Baca berita tanpa iklan. Gabung Kompas.com+

Jawab Gugatan MAKI, KPK Bawa 14 Bukti Pengusutan Kasus Harun Masiku

Kompas.com - 19/02/2024, 15:41 WIB
Irfan Kamil,
Novianti Setuningsih

Tim Redaksi

JAKARTA, KOMPAS.com - Tim Biro Hukum Komisi Pemberantasan Korupsi (KPK) membawa 14 bukti surat melawan gugatan praperadilan yang dilayangkan oleh Masyarakat Anti Korupsi Indonesia (MAKI) dalam sidang di Pengadilan Negeri (PN) Jakarta Selatan, Senin (19/2/2024).

Praperadilan yang teregister dengan nomor 10/Pid.Pra/2024/PN. Jkt. Sel ini diajukan MAKI lantaran KPK dinilai telah melakukan penghentian penyidikan tersangka suap pergantian antar-waktu (PAW) anggota DPR RI 2019-2024, Harun Masiku.

Dalam sidang ini, Hakim Tunggal PN Jakarta Selatan memeriksa seluruh bukti yang dibawa tim hukum KPK. Bukti itu adalah Surat Perintah Penyidikan Nomor Sprind Dik/07/DIK.00/01/2020 tanggal 9 Januari 2020 atas nama Harun Masiku.

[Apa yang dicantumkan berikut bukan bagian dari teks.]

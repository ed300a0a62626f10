use axum::{extract::State, response::Json};
use quill::{ErrorResponse, GenerationRequest, TextResponse};
use utoipa_axum::{router::OpenApiRouter, routes};

use crate::{
    client::ModelClient,
    models::{
        errors::ApiError,
        generation::{EndpointKind, GenerationBody},
        state::QuillState,
    },
    pipeline,
};

pub fn router(state: QuillState) -> OpenApiRouter {
    OpenApiRouter::new()
        .routes(routes!(generate_caption))
        .with_state(state)
}

/// Create a social media caption for some content.
///
/// Example request bodies:
/// - `{"content": "new product launch"}`
/// - `{"content": "our summer sale", "style": "playful", "context": "TikTok"}`
#[utoipa::path(
    post,
    path = "/generate",
    request_body = GenerationRequest,
    responses(
        (status = 200, description = "Successfully generated a caption", body = TextResponse),
        (status = 400, description = "Content is missing or was blocked by the safety filter", body = ErrorResponse),
        (status = 500, description = "The model's response was unusable or the model API failed", body = ErrorResponse)
    )
)]
#[axum::debug_handler(state = QuillState)]
pub async fn generate_caption(
    State(client): State<ModelClient>,
    GenerationBody(request): GenerationBody,
) -> Result<Json<TextResponse>, ApiError> {
    let response = pipeline::generate(&client, EndpointKind::Caption, request).await?;
    Ok(Json(TextResponse { response }))
}
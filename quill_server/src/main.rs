use tokio::net::TcpListener;
use tracing::info;

#[tokio::main]
async fn main() -> Result<(), Box<dyn std::error::Error>> {
    let state = quill_server::init()?;
    let binding_addr = state.server_config.bind_addr.clone();
    let router = quill_server::app(state);

    let listener = TcpListener::bind(&binding_addr).await?;
    info!("listening on {binding_addr}");
    axum::serve(listener, router).await?;
    Ok(())
}
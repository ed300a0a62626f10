use axum::extract::FromRef;

use crate::{
    client::ModelClient,
    models::config::{QuillConfig, ServerConfig},
};

#[derive(Clone)]
pub struct QuillState {
    pub server_config: ServerConfig,
    pub model_client: ModelClient,
}

impl QuillState {
    pub fn new(config: QuillConfig) -> Result<Self, Box<dyn std::error::Error>> {
        let QuillConfig { server, generation } = config;
        let model_client = ModelClient::new(generation)?;
        Ok(Self {
            server_config: server,
            model_client,
        })
    }
}

impl FromRef<QuillState> for ModelClient {
    fn from_ref(state: &QuillState) -> ModelClient {
        state.model_client.clone()
    }
}

impl FromRef<QuillState> for ServerConfig {
    fn from_ref(state: &QuillState) -> ServerConfig {
        state.server_config.clone()
    }
}
use bon::Builder;
use serde::{Deserialize, Serialize};
use utoipa::ToSchema;

/// Body accepted by every generation endpoint. Only `content` is required;
/// the server fills in defaults for everything else.
#[derive(Builder, Clone, Debug, Default, Deserialize, Serialize, ToSchema)]
#[serde(default)]
pub struct GenerationRequest {
    /// Text to summarize or generate from.
    #[builder(into)]
    #[serde(skip_serializing_if = "Option::is_none")]
    pub content: Option<String>,
    /// Tone of the output. For summaries one of short, medium, long, brief,
    /// or default. Defaults to "concise".
    #[builder(into)]
    #[serde(skip_serializing_if = "Option::is_none")]
    pub tone: Option<String>,
    /// Writing style of the output. Defaults to "neutral".
    #[builder(into)]
    #[serde(skip_serializing_if = "Option::is_none")]
    pub style: Option<String>,
    /// Where the output will be published, e.g. "blog" or "Instagram".
    #[builder(into)]
    #[serde(skip_serializing_if = "Option::is_none")]
    pub context: Option<String>,
}

#[derive(Clone, Debug, Deserialize, PartialEq, Serialize, ToSchema)]
pub struct TextResponse {
    pub response: String,
}

#[derive(Clone, Debug, Deserialize, PartialEq, Serialize, ToSchema)]
pub struct TitlesResponse {
    pub response: Vec<String>,
}

/// Body of every failed request.
#[derive(Clone, Debug, Deserialize, PartialEq, Serialize, ToSchema)]
pub struct ErrorResponse {
    pub error: String,
    pub message: String,
}

#[derive(Clone, Debug, Deserialize, PartialEq, Serialize, ToSchema)]
pub struct PingResponse {
    pub message: String,
    pub status: String,
    pub timestamp: String,
}
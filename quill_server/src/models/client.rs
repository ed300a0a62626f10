use serde::{Deserialize, Serialize};
use std::{collections::HashMap, fmt};

use crate::utils;

/// Finish reason the model reports when it declines on safety grounds.
pub const SAFETY_FINISH_REASON: &str = "SAFETY";

#[derive(Clone, Debug, Deserialize)]
pub struct HttpClientConfig {
    #[serde(
        default = "utils::default_generation_base_url",
        deserialize_with = "utils::deserialize_with_envsubst"
    )]
    pub base_url: String,
    #[serde(default = "utils::default_generation_model")]
    pub model: String,
    #[serde(
        default = "utils::default_api_key",
        deserialize_with = "utils::deserialize_with_envsubst"
    )]
    pub api_key: String,
    #[serde(default)]
    pub headers: HashMap<String, String>,
    #[serde(default)]
    pub params: HashMap<String, String>,
}

impl Default for HttpClientConfig {
    fn default() -> Self {
        Self {
            base_url: utils::default_generation_base_url(),
            model: utils::default_generation_model(),
            api_key: utils::default_api_key(),
            headers: HashMap::new(),
            params: HashMap::new(),
        }
    }
}

#[derive(Clone, Debug, Default, Deserialize, PartialEq, Serialize)]
pub struct Part {
    #[serde(skip_serializing_if = "Option::is_none")]
    pub text: Option<String>,
}

#[derive(Clone, Debug, Default, Deserialize, PartialEq, Serialize)]
pub struct Content {
    #[serde(skip_serializing_if = "Option::is_none")]
    pub role: Option<String>,
    #[serde(skip_serializing_if = "Option::is_none")]
    pub parts: Option<Vec<Part>>,
}

impl Content {
    pub fn user(text: String) -> Self {
        Self {
            role: Some("user".to_string()),
            parts: Some(vec![Part { text: Some(text) }]),
        }
    }
}

#[derive(Clone, Debug, Deserialize, PartialEq, Serialize)]
#[serde(rename_all = "camelCase")]
pub struct GenerationConfig {
    pub response_mime_type: String,
}

#[derive(Debug, Deserialize, Serialize)]
#[serde(rename_all = "camelCase")]
pub struct GenerateContentRequest {
    pub contents: Vec<Content>,
    #[serde(skip_serializing_if = "Option::is_none")]
    pub generation_config: Option<GenerationConfig>,
}

impl GenerateContentRequest {
    /// Text of the single prompt this request carries.
    pub fn prompt(&self) -> Option<&str> {
        self.contents
            .first()?
            .parts
            .as_ref()?
            .first()?
            .text
            .as_deref()
    }
}

#[derive(Debug, Default, Deserialize, Serialize)]
#[serde(rename_all = "camelCase")]
pub struct Candidate {
    pub content: Option<Content>,
    pub finish_reason: Option<String>,
}

#[derive(Debug, Default, Deserialize, Serialize)]
#[serde(rename_all = "camelCase")]
pub struct PromptFeedback {
    pub block_reason: Option<String>,
}

#[derive(Debug, Default, Deserialize, Serialize)]
#[serde(rename_all = "camelCase")]
pub struct GenerateContentResponse {
    pub candidates: Option<Vec<Candidate>>,
    pub prompt_feedback: Option<PromptFeedback>,
}

/// What a model response amounts to once its shape has been inspected.
#[derive(Debug, PartialEq)]
pub enum ModelOutcome {
    SafetyRejected,
    Malformed,
    Text(String),
}

impl GenerateContentResponse {
    pub fn into_outcome(self) -> ModelOutcome {
        let blocked = self
            .prompt_feedback
            .as_ref()
            .is_some_and(|feedback| feedback.block_reason.is_some());
        if blocked {
            return ModelOutcome::SafetyRejected;
        }

        let Some(candidate) = self
            .candidates
            .and_then(|candidates| candidates.into_iter().next())
        else {
            return ModelOutcome::Malformed;
        };
        if candidate.finish_reason.as_deref() == Some(SAFETY_FINISH_REASON) {
            return ModelOutcome::SafetyRejected;
        }

        let text = candidate
            .content
            .and_then(|content| content.parts)
            .and_then(|parts| parts.into_iter().next())
            .and_then(|part| part.text);
        match text {
            Some(text) if !text.is_empty() => ModelOutcome::Text(text),
            _ => ModelOutcome::Malformed,
        }
    }
}

#[derive(Debug)]
pub enum ModelClientError {
    /// The request never got a response.
    ApiConnection(String),
    /// The provider answered with a non-success status.
    ApiStatus { status: u16, body: String },
    /// The provider's response body wasn't the expected JSON.
    ResponseJson(String),
}

impl fmt::Display for ModelClientError {
    fn fmt(&self, f: &mut fmt::Formatter<'_>) -> fmt::Result {
        match self {
            Self::ApiConnection(err) => write!(f, "error connecting to model API: {err}"),
            Self::ApiStatus { status, body } => {
                write!(f, "model API responded with status {status}: {body}")
            }
            Self::ResponseJson(err) => write!(f, "error parsing model API response: {err}"),
        }
    }
}

impl std::error::Error for ModelClientError {}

Kemudian, Surat Perintah Penyidikan Nomor Sprind. Dik/078.2020/DIK.00/01/05/2023 tanggal 5 Mei 2023 atas nama Harun Masiku. Lalu, Surat Perintah Penyitaan Nomor Sprin. Sita/76/DIK.01.05/01/05/2023 tanggal 5 Mei 2023.

Baca juga: MAKI Khawatir Kasus Harun Masiku Hilang jika Tak Diselesaikan Pimpinan KPK Periode Ini

Selanjutnya, Surat Perintah Penangkapan Nomor Sprin. Kap/ 11 / DIK.01.02/01/10/2023 tanggal 26 Oktober 2023 dan Putusan Praperadilan Nomor: 83/Pid.Pra/2021/PN.Jkt. Sel pada Pengadilan Negeri Jakarta Selatan.

Kemudian, Putusan Praperadilan Nomor: 92/Pid.Pra/2019/PN.Jkt Sel pada Pengadilan Negeri Jakarta Selatan dan Putusan Praperadilan Nomor: 117/Pid. Pra/2019/PN. Jkt. Sel pada Pengadilan Neger Jakarta Selatan.

Berikutnya, Putusan Praperadilan Nomor: 1/Pid.Pra/2022/PN. TgI pada Pengadilan Negeri Tegal dan Putusan Perdata Nomor: 7/Pdt. G/2020/PN. Sri pada Pengadilan Negeri Sarolangun.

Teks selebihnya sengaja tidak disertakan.